-- AIM OF THE EXERCISE --
Among the records, which lines hold the word "JsonValue"? Pick them out.
[[ SOURCE MATERIAL, beginning ]]
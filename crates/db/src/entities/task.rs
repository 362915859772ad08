use sea_orm::{JsonValue, entity::prelude::*};

#[derive(Clone, Debug, PartialEq, DeriveEntityModel)]
#[sea_orm(table_name = "tasks")]
pub struct Model {
    #[sea_orm(primary_key)]
    pub id: i64,
    #[sea_orm(unique)]
    pub display_id: String,
    pub project_id: Option<i64>,
    pub team_id: i64,
    pub task_type_id: i64,
    pub release_id: Option<i64>,
    pub title: String,
    pub description: Option<String>,
    pub status: String,
    pub estimation: Option<f64>,
    pub custom_data: JsonValue,
    pub created_at: DateTimeUtc,
    pub updated_at: DateTimeUtc,
}

#[derive(Copy, Clone, Debug, EnumIter, DeriveRelation)]
pub enum Relation {}

impl ActiveModelBehavior for ActiveModel {}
[[ SOURCE MATERIAL, end ]]
-- SOLUTION TO THIS TASK --
use sea_orm::{JsonValue, entity::prelude::*};
    pub custom_data: JsonValue,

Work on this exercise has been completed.